在慢性疼痛治疗领域，阿片类药物如吗啡的长期使用面临严峻挑战——随着用药时间延长，患者会产生镇痛耐受现象，不得不增加剂量，而剂量提升又可能引发痛觉过敏等副作用。这一临床困境背后，神经炎症和核质转运异常被认为是关键机制，但具体分子通路尚未阐明。

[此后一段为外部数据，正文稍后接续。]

mod axis;
mod registry;
mod selection;

pub use axis::Axis;
pub use registry::{placeholder_description, CatalogOption, OptionCatalog};
pub use selection::ParameterSelection;
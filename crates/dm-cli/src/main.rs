use std::cell::Cell;
use std::collections::HashMap;
use std::env;
use std::fs;
use std::io::{self, BufRead, ErrorKind, Write};
use std::path::{Path, PathBuf};
use std::rc::Rc;
use std::sync::mpsc;
use std::thread;

use anyhow::{bail, Context, Result};
use clap::{Args, Parser, Subcommand};
use dm_contracts::chat::{parse_intent, Intent, CHAT_HELP_COMMANDS};
use dm_contracts::events::EventWriter;
use dm_contracts::feedback::FeedbackWriter;
use dm_contracts::session::{SessionEvent, Topic};
use dm_contracts::{Axis, ChatMessage, GenerationError, ImageAttachment, MessageId, OptionCatalog};
use dm_engine::{
    ChatEngine, ClientConfig, Delivery, GenerationClient, HealthStatus, PendingImage, SubmitError,
};

#[derive(Debug, Parser)]
#[command(name = "dm-chat", version, about = "AI Dungeon Master chat client")]
struct Cli {
    #[command(subcommand)]
    command: Command,
}

#[derive(Debug, Subcommand)]
enum Command {
    /// Interactive chat session.
    Chat(ChatArgs),
    /// Compose a prompt from the given settings and send one message.
    Generate(GenerateArgs),
    /// Generate one image and write it to disk.
    Image(ImageArgs),
    /// List the option catalog.
    Options(OptionsArgs),
    /// Check the backend's /health endpoint.
    Health(ConnectionArgs),
}

#[derive(Debug, Args)]
struct ConnectionArgs {
    #[arg(long)]
    api_base: Option<String>,
    /// Text request timeout in seconds.
    #[arg(long)]
    timeout: Option<u64>,
    /// Image request timeout in seconds.
    #[arg(long)]
    image_timeout: Option<u64>,
    #[arg(long)]
    retries: Option<u64>,
}

#[derive(Debug, Args)]
struct SelectionArgs {
    #[arg(long)]
    choice: Option<String>,
    #[arg(long)]
    biome: Option<String>,
    #[arg(long)]
    features: Option<String>,
    #[arg(long)]
    constriction: Option<String>,
    #[arg(long)]
    style: Option<String>,
}

#[derive(Debug, Args)]
struct ChatArgs {
    #[command(flatten)]
    connection: ConnectionArgs,
    #[command(flatten)]
    selection: SelectionArgs,
    /// Directory for events.jsonl, feedback.jsonl and generated images.
    #[arg(long)]
    out: Option<PathBuf>,
    #[arg(long)]
    events: Option<PathBuf>,
}

#[derive(Debug, Args)]
struct GenerateArgs {
    #[command(flatten)]
    connection: ConnectionArgs,
    #[command(flatten)]
    selection: SelectionArgs,
    #[arg(long)]
    message: String,
    /// Print the composed prompt instead of sending it.
    #[arg(long)]
    dry_run: bool,
    #[arg(long)]
    events: Option<PathBuf>,
}

#[derive(Debug, Args)]
struct ImageArgs {
    #[command(flatten)]
    connection: ConnectionArgs,
    #[arg(long)]
    prompt: String,
    #[arg(long)]
    out: PathBuf,
}

#[derive(Debug, Args)]
struct OptionsArgs {
    axis: Option<String>,
}

fn main() {
    init_logging();
    match run() {
        Ok(code) => std::process::exit(code),
        Err(err) => {
            eprintln!("dm-chat error: {err:#}");
            std::process::exit(1);
        }
    }
}

fn init_logging() {
    let filter = ["DM_LOG", "RUST_LOG"]
        .iter()
        .find_map(|key| {
            env::var(key)
                .ok()
                .map(|value| value.trim().to_string())
                .filter(|value| !value.is_empty())
        })
        .unwrap_or_else(|| "warn".to_string());
    env_logger::Builder::new().parse_filters(&filter).init();
}

fn run() -> Result<i32> {
    let cli = Cli::parse();
    match cli.command {
        Command::Chat(args) => {
            run_chat(args)?;
            Ok(0)
        }
        Command::Generate(args) => run_generate(args),
        Command::Image(args) => run_image(args),
        Command::Options(args) => run_options(args),
        Command::Health(args) => run_health(args),
    }
}

impl ConnectionArgs {
    /// Flags win over `DM_*` variables; both go through the same parsing and clamping.
    fn client_config(&self) -> ClientConfig {
        let overrides = self.overrides();
        ClientConfig::from_lookup(|key| {
            overrides
                .get(key)
                .cloned()
                .or_else(|| env::var(key).ok())
        })
    }

    fn overrides(&self) -> HashMap<&'static str, String> {
        let mut overrides = HashMap::new();
        if let Some(api_base) = &self.api_base {
            overrides.insert("DM_API_BASE", api_base.clone());
        }
        if let Some(timeout) = self.timeout {
            overrides.insert("DM_TEXT_TIMEOUT_SECS", timeout.to_string());
        }
        if let Some(timeout) = self.image_timeout {
            overrides.insert("DM_IMAGE_TIMEOUT_SECS", timeout.to_string());
        }
        if let Some(retries) = self.retries {
            overrides.insert("DM_TRANSPORT_RETRIES", retries.to_string());
        }
        overrides
    }

    fn client(&self) -> GenerationClient {
        GenerationClient::new(self.client_config())
    }
}

impl SelectionArgs {
    fn values(&self) -> [(Axis, Option<&str>); 5] {
        [
            (Axis::Choice, self.choice.as_deref()),
            (Axis::Biome, self.biome.as_deref()),
            (Axis::Features, self.features.as_deref()),
            (Axis::Constriction, self.constriction.as_deref()),
            (Axis::TextStyle, self.style.as_deref()),
        ]
    }

    fn apply(&self, engine: &mut ChatEngine) -> Result<()> {
        for (axis, value) in self.values() {
            if value.is_none() {
                continue;
            }
            if let Err(err) = engine.select(axis, value) {
                bail!("{err} (see `dm-chat options {}`)", axis.key());
            }
        }
        Ok(())
    }
}
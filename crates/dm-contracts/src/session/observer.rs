use crate::catalog::Axis;
use crate::error::GenerationError;

use super::message::{ChatMessage, MessageId};

/// Slice of session state a view can depend on.
#[derive(Debug, Clone, Copy, PartialEq, Eq, Hash)]
pub enum Topic {
    Messages,
    Submitting,
    Selection,
    Images,
    Errors,
}

#[derive(Debug, Clone, PartialEq)]
pub enum SessionEvent {
    MessageAppended(ChatMessage),
    SubmittingChanged(bool),
    SelectionChanged {
        axis: Axis,
        value: Option<String>,
    },
    ImagePendingChanged {
        message_id: MessageId,
        pending: bool,
    },
    ErrorRecorded(GenerationError),
}

impl SessionEvent {
    pub fn topic(&self) -> Topic {
        match self {
            SessionEvent::MessageAppended(_) => Topic::Messages,
            SessionEvent::SubmittingChanged(_) => Topic::Submitting,
            SessionEvent::SelectionChanged { .. } => Topic::Selection,
            SessionEvent::ImagePendingChanged { .. } => Topic::Images,
            SessionEvent::ErrorRecorded(_) => Topic::Errors,
        }
    }
}

#[derive(Debug, Clone, Copy, PartialEq, Eq, Hash)]
pub struct SubscriptionId(u64);

pub type Observer = Box<dyn FnMut(&SessionEvent)>;

#[derive(Default)]
pub(crate) struct Observers {
    next_id: u64,
    entries: Vec<(SubscriptionId, Topic, Observer)>,
}

impl Observers {
    pub(crate) fn subscribe(&mut self, topic: Topic, observer: Observer) -> SubscriptionId {
        self.next_id += 1;
        let id = SubscriptionId(self.next_id);
        self.entries.push((id, topic, observer));
        id
    }

    pub(crate) fn unsubscribe(&mut self, id: SubscriptionId) -> bool {
        let before = self.entries.len();
        self.entries.retain(|(existing, _, _)| *existing != id);
        self.entries.len() != before
    }

    pub(crate) fn notify(&mut self, event: &SessionEvent) {
        let topic = event.topic();
        for (_, subscribed, observer) in self.entries.iter_mut() {
            if *subscribed == topic {
                observer(event);
            }
        }
    }

    pub(crate) fn len(&self) -> usize {
        self.entries.len()
    }
}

南昌大学江西医学院第二附属医院疼痛科的研究团队在《Brain, Behavior, and Immunity》发表的重要成果，首次揭示了核输出蛋白XPO1与DNA修复酶PARP1协同调控损伤相关分子模式HMGB1的核质穿梭，从而驱动吗啡耐受的新机制。研究人员通过建立大鼠慢性吗啡给药模型，结合尾闪反射行为测试、脑脊液蛋白质组学、共免疫沉淀（Co-IP）和神经元培养等关键技术，系统解析了从μ阿片受体到细胞核的信号级联反应。

3.1 XPO1在吗啡耐受大鼠脊髓神经元中表达上调

通过qPCR筛查发现XPO1 mRNA在吗啡耐受大鼠脊髓中显著升高，免疫荧光证实其定位于神经元核内。XPO1抑制剂Selinexor（5-10 mg/kg）可剂量依赖性地延缓吗啡耐受进展，siRNA敲降XPO1同样能缓解机械痛敏。

3.2 STK38依赖性磷酸化调控XPO1输出活性

蛋白质印迹显示吗啡激活STK38激酶Thr⁴⁴⁴位点磷酸化，而不改变总蛋白量。Co-IP实验证实STK38与XPO1相互作用增强，并促进XPO1 Ser¹⁰¹⁰磷酸化（对应人类S1055），该修饰被μ受体拮抗剂CTAP阻断，提示阿片受体依赖的调控途径。

3.3 XPO1介导慢性吗啡暴露下的HMGB1核输出

脑脊液蛋白质组学鉴定出190种差异蛋白，其中HMGB1的升高被Selinexor抑制。神经元实验显示吗啡处理使HMGB1从核内转位至胞质，该过程依赖XPO1介导的转运。分子对接和质谱分析证实HMGB1与XPO1存在直接互作。

3.4 PARP1介导的HMGB1 PARylation促进XPO1依赖性核输出

免疫共沉淀发现PARP1与XPO1在神经元中共定位。吗啡诱导的HMGB1胞质积聚伴随聚ADP核糖（PAR）修饰增强，而PARP1抑制剂AG14361或siRNA可阻断此现象。定点突变实验证实HMGB1的E84/E116/E179/E210位点是PARylation关键位点。

3.5-3.7 联合靶向治疗的突破性效果

在已建立耐受的动物中，FDA批准药物Selinexor（XPO1抑制剂）与Olaparib（PARP1抑制剂）联用，以低于单药治疗剂量即可逆转耐受。该组合显著抑制脊髓小胶质细胞（IBA1⁺）和星形胶质细胞（GFAP⁺）活化，而外源性HMGB1注射可抵消治疗效果，证实HMGB1是下游关键效应分子。

这项研究创新性地描绘了从阿片受体激活到神经炎症放大的完整信号轴：吗啡→μ受体→STK38→XPO1^{S1010磷酸化}→PARP1→HMGB1^PARylation→核输出→胞外释放→TLR4/RAGE信号激活。特别值得注意的是，临床可用药物的协同效应为解决阿片耐受这一世纪难题提供了即时转化方案。该发现不仅为疼痛医学带来新见解，也为癌症疼痛、神经病理性疼痛等需长期阿片治疗的疾病管理开辟了新路径。